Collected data
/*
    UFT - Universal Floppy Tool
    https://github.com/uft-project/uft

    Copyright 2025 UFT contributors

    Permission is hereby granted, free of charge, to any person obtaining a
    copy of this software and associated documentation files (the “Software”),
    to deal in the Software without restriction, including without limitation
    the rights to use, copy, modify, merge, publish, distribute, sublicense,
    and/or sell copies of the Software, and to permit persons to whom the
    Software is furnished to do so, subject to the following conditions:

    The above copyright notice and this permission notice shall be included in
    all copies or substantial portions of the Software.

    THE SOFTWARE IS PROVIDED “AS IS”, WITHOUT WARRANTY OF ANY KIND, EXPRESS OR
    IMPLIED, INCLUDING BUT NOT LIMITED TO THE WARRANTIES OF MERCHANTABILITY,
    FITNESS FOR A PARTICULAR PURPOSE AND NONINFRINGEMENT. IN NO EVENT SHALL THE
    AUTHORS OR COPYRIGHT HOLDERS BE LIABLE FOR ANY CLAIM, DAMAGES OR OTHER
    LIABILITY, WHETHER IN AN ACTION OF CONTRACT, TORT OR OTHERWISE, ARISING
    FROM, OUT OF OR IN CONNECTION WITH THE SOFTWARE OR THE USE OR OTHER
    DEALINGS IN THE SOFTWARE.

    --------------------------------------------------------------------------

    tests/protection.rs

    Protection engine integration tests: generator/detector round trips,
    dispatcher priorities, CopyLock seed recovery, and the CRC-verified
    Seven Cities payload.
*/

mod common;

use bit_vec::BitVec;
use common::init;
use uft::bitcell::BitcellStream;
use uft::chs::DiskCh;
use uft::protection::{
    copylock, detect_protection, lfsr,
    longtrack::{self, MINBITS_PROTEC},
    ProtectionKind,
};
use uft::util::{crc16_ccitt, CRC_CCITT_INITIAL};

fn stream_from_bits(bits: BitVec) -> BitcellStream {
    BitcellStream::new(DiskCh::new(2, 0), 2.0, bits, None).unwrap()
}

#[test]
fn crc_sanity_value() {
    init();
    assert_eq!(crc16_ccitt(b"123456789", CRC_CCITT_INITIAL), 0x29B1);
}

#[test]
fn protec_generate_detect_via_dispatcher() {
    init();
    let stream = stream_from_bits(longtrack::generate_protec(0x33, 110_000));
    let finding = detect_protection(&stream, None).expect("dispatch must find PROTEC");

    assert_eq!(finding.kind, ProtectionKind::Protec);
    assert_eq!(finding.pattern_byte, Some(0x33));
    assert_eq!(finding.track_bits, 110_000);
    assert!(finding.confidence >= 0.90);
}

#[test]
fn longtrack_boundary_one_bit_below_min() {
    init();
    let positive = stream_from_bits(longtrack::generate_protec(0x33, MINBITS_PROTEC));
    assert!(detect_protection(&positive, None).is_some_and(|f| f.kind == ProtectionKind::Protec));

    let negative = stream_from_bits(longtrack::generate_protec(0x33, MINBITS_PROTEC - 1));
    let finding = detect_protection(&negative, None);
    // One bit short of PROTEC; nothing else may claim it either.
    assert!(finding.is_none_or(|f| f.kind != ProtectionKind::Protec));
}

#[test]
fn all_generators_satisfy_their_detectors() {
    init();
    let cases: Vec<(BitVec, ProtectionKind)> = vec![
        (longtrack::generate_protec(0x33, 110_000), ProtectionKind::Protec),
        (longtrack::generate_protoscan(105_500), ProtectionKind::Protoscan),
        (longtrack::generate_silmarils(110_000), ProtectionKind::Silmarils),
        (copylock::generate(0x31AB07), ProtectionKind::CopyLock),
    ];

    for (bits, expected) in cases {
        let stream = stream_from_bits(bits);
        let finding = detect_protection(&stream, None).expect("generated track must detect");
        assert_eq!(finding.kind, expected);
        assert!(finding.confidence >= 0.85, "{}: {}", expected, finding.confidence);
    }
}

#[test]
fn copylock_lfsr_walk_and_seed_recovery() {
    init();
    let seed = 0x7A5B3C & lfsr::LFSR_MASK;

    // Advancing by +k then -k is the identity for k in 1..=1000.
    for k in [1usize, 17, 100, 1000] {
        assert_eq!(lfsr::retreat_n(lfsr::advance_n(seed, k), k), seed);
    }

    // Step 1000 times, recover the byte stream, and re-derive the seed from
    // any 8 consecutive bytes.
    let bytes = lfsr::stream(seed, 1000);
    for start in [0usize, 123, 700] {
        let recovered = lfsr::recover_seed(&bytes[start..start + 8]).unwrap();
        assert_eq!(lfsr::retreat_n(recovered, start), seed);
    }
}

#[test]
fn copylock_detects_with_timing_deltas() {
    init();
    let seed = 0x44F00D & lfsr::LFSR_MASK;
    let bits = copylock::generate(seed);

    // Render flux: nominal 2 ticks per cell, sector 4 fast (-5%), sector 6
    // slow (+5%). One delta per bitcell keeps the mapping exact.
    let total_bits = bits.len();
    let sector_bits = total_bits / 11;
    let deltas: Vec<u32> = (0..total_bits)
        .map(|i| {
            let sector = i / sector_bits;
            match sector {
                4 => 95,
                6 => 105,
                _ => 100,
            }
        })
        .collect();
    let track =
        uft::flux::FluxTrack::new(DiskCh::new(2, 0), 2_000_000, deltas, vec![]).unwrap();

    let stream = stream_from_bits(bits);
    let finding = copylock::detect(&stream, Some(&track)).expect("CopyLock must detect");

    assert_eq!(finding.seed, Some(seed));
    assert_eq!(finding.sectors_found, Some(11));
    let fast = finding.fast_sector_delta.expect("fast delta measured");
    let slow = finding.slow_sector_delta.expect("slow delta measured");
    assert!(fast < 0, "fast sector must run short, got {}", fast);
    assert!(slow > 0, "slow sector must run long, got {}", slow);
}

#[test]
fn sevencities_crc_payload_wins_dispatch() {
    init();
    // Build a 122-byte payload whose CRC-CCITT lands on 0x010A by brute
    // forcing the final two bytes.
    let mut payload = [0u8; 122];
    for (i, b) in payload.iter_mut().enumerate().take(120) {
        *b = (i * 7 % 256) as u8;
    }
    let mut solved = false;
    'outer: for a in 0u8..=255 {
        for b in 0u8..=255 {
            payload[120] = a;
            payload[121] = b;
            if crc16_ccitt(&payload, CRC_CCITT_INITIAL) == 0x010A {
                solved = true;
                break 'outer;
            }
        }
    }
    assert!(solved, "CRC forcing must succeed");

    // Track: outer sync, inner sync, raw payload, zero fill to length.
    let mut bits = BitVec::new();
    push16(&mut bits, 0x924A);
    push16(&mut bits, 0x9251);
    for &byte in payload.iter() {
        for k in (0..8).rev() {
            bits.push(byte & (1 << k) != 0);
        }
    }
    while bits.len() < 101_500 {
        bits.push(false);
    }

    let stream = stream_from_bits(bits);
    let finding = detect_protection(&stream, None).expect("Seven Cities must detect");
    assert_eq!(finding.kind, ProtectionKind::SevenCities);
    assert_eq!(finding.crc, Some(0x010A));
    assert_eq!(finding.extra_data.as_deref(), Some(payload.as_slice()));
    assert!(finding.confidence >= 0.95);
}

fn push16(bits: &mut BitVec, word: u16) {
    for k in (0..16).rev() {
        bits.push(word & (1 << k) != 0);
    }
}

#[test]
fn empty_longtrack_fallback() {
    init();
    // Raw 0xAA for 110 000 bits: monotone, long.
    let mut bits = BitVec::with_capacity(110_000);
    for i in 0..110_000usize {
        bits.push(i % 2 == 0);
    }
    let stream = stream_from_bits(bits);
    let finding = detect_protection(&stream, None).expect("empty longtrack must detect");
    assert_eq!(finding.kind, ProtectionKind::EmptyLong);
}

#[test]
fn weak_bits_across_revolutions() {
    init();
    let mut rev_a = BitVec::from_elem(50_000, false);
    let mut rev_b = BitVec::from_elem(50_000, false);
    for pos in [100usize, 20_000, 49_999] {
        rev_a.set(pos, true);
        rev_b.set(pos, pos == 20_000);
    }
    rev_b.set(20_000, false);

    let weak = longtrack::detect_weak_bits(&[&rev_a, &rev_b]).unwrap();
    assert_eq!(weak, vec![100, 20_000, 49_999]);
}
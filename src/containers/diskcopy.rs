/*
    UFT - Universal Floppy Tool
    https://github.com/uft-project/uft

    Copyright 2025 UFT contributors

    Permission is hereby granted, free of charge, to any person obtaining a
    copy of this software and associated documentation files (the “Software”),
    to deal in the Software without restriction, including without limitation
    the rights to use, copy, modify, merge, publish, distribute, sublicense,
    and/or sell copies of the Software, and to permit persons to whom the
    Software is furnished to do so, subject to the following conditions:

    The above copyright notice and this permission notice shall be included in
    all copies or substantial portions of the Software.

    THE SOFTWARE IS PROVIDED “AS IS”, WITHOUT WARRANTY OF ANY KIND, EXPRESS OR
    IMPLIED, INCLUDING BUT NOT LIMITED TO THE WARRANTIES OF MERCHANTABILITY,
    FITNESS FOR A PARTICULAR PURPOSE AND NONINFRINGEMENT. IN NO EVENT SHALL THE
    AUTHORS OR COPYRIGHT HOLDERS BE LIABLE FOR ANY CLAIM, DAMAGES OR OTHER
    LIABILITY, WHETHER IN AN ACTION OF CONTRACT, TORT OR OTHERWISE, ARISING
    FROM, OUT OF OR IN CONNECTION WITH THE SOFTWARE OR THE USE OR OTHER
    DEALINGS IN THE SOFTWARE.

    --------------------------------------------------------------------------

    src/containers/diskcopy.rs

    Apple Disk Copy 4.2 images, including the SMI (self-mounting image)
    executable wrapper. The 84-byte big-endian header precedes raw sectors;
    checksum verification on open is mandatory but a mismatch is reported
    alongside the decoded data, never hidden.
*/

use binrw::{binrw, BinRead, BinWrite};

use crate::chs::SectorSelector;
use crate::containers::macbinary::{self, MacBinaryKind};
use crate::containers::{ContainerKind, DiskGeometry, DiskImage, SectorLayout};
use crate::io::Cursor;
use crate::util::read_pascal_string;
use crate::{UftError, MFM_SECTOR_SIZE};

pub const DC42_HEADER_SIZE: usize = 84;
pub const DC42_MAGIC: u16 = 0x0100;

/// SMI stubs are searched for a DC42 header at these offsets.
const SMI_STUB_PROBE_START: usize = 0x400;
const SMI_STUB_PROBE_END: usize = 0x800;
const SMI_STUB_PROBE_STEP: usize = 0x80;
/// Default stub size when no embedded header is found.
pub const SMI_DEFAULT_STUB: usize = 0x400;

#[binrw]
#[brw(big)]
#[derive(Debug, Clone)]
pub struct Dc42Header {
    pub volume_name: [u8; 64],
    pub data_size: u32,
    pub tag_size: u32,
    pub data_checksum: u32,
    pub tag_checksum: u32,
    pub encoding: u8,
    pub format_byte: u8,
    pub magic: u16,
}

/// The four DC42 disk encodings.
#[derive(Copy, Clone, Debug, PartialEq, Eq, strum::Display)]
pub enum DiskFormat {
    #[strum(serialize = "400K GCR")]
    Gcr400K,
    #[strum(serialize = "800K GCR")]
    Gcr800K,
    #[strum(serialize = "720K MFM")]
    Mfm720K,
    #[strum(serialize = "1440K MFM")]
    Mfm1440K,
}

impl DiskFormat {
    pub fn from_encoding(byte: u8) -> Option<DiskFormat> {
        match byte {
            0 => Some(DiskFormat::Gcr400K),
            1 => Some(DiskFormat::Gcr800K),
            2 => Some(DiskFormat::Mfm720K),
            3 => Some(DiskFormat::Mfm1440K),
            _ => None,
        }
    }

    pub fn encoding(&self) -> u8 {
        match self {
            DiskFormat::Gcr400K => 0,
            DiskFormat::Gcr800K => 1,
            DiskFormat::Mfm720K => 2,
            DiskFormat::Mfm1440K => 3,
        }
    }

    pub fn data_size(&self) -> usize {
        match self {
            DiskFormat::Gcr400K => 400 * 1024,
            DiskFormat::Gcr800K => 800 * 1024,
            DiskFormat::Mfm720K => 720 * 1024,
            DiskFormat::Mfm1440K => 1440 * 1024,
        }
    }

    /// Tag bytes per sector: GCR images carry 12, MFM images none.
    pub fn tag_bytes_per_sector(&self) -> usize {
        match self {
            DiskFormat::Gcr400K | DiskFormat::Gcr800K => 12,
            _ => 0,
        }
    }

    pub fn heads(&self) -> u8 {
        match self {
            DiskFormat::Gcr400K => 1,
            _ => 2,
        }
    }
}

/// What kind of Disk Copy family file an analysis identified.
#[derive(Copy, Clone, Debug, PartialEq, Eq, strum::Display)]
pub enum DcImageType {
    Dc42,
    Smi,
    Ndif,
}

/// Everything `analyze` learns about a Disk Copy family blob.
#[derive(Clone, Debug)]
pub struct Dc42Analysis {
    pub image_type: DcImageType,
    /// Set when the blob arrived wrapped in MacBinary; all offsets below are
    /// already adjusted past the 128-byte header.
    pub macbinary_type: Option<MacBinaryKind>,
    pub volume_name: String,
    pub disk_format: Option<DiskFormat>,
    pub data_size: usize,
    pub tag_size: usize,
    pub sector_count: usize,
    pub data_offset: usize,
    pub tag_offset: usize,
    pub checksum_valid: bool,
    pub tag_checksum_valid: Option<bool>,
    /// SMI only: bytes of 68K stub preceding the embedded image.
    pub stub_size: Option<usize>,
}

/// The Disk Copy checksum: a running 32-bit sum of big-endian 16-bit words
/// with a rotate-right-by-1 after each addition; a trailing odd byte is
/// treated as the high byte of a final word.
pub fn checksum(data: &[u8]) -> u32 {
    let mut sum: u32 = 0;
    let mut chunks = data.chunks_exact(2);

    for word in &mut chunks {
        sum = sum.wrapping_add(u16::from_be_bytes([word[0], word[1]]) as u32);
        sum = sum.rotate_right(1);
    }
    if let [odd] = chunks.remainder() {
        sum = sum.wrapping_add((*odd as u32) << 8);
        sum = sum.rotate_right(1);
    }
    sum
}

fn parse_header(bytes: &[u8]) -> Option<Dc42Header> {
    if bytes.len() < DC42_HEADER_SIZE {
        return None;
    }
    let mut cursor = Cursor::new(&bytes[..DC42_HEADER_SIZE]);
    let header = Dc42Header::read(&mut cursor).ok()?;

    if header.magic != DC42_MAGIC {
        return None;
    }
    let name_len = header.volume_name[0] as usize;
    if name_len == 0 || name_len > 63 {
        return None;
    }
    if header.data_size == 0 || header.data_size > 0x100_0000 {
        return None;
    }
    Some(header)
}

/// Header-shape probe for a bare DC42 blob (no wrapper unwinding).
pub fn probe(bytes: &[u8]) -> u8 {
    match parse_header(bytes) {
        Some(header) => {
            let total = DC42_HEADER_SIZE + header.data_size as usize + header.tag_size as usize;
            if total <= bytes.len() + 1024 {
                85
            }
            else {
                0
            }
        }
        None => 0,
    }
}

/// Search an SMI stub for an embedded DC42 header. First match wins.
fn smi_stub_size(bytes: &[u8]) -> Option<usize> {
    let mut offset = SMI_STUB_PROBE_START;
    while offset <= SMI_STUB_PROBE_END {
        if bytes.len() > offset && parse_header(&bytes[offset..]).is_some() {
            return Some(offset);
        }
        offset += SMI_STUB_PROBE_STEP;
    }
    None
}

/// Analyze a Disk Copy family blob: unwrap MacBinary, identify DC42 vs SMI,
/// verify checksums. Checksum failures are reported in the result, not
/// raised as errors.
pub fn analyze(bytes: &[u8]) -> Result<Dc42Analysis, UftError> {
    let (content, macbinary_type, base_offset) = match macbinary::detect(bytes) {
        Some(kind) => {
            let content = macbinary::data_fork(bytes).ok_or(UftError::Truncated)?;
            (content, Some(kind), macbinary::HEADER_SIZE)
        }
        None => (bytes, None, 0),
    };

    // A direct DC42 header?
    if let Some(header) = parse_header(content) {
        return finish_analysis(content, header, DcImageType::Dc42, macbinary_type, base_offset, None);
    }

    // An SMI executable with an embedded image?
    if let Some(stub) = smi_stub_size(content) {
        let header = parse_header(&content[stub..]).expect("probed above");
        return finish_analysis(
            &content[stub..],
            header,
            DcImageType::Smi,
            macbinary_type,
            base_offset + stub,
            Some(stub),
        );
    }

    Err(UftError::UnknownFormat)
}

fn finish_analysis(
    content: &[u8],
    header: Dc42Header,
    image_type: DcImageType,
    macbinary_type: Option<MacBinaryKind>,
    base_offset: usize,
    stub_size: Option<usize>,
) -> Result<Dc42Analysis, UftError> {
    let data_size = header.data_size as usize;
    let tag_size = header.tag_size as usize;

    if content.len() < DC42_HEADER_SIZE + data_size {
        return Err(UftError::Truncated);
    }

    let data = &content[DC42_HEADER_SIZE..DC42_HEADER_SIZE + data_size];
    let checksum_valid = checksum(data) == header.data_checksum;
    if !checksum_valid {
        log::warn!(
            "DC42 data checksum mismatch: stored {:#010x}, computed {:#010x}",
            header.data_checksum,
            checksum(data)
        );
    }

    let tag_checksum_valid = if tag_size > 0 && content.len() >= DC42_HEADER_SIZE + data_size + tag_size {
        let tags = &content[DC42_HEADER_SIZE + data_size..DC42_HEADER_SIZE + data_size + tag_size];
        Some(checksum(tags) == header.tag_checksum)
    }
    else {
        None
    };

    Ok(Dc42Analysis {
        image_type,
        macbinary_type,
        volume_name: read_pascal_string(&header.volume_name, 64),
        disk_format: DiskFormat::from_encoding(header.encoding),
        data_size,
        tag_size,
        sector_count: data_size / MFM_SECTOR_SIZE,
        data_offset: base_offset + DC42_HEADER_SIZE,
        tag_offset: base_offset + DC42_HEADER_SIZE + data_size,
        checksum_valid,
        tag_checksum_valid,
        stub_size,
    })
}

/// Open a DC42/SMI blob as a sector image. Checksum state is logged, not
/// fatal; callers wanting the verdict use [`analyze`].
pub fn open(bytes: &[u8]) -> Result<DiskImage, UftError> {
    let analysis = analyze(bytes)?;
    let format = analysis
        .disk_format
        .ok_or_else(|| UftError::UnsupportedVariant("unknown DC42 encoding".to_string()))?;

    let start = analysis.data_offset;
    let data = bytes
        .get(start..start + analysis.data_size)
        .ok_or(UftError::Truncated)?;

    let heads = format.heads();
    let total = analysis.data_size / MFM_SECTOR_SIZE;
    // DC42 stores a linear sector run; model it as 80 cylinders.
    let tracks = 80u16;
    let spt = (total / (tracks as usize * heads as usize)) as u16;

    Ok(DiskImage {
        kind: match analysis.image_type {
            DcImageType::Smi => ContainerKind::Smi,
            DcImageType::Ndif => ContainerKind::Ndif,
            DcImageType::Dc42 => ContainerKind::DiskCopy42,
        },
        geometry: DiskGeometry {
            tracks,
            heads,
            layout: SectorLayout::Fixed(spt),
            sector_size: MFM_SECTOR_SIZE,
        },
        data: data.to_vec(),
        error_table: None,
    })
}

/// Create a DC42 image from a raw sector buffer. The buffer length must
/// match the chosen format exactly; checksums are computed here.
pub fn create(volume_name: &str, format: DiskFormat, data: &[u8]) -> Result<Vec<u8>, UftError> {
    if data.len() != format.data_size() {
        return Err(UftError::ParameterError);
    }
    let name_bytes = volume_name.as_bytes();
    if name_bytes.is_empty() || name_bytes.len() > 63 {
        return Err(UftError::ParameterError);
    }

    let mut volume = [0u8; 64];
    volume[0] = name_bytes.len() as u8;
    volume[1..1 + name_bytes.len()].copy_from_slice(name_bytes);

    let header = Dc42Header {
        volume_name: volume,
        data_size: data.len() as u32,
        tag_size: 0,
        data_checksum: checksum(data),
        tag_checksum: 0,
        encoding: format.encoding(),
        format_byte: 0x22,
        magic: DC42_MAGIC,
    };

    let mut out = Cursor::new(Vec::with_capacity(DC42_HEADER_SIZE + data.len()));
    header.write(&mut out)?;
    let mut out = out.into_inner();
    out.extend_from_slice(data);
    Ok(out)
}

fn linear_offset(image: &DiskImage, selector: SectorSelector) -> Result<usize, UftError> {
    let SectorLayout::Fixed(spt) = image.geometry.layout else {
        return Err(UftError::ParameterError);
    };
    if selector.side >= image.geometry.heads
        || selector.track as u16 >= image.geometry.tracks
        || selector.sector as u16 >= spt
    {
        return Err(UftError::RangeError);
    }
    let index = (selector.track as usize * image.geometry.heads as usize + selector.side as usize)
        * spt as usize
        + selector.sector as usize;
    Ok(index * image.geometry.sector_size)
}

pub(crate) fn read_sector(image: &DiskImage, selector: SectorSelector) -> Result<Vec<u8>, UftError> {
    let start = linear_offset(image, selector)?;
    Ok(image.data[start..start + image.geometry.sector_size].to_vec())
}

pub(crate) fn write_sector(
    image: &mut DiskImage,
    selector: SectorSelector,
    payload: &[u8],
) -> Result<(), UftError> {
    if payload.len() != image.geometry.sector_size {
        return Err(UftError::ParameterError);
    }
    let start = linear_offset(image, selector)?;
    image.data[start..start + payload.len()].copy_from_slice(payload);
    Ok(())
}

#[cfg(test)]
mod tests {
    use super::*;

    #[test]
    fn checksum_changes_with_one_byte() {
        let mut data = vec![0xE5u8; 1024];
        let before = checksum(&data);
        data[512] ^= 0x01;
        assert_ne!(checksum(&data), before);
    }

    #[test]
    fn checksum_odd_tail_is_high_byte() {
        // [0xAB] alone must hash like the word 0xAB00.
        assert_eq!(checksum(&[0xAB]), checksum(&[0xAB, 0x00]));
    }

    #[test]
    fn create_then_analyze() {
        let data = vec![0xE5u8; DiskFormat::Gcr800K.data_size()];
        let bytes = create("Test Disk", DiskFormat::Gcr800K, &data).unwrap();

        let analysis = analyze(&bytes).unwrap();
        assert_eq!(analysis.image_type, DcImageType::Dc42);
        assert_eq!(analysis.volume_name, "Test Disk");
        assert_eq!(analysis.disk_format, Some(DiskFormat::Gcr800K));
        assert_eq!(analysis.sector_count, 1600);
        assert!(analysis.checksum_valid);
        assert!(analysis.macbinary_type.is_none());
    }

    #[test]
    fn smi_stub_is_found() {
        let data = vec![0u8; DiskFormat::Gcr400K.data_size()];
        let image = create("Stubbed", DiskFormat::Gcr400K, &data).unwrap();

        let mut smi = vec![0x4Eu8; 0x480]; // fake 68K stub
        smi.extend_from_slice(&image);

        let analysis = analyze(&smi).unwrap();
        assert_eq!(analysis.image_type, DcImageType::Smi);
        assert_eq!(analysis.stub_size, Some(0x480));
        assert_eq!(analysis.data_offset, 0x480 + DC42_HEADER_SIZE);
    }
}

Assigned task: If a line above holds the string "DiskImage", return it as it stands.

Worked solution:
use crate::containers::{ContainerKind, DiskGeometry, DiskImage, SectorLayout};
pub fn open(bytes: &[u8]) -> Result<DiskImage, UftError> {
    Ok(DiskImage {
fn linear_offset(image: &DiskImage, selector: SectorSelector) -> Result<usize, UftError> {
pub(crate) fn read_sector(image: &DiskImage, selector: SectorSelector) -> Result<Vec<u8>, UftError> {
    image: &mut DiskImage,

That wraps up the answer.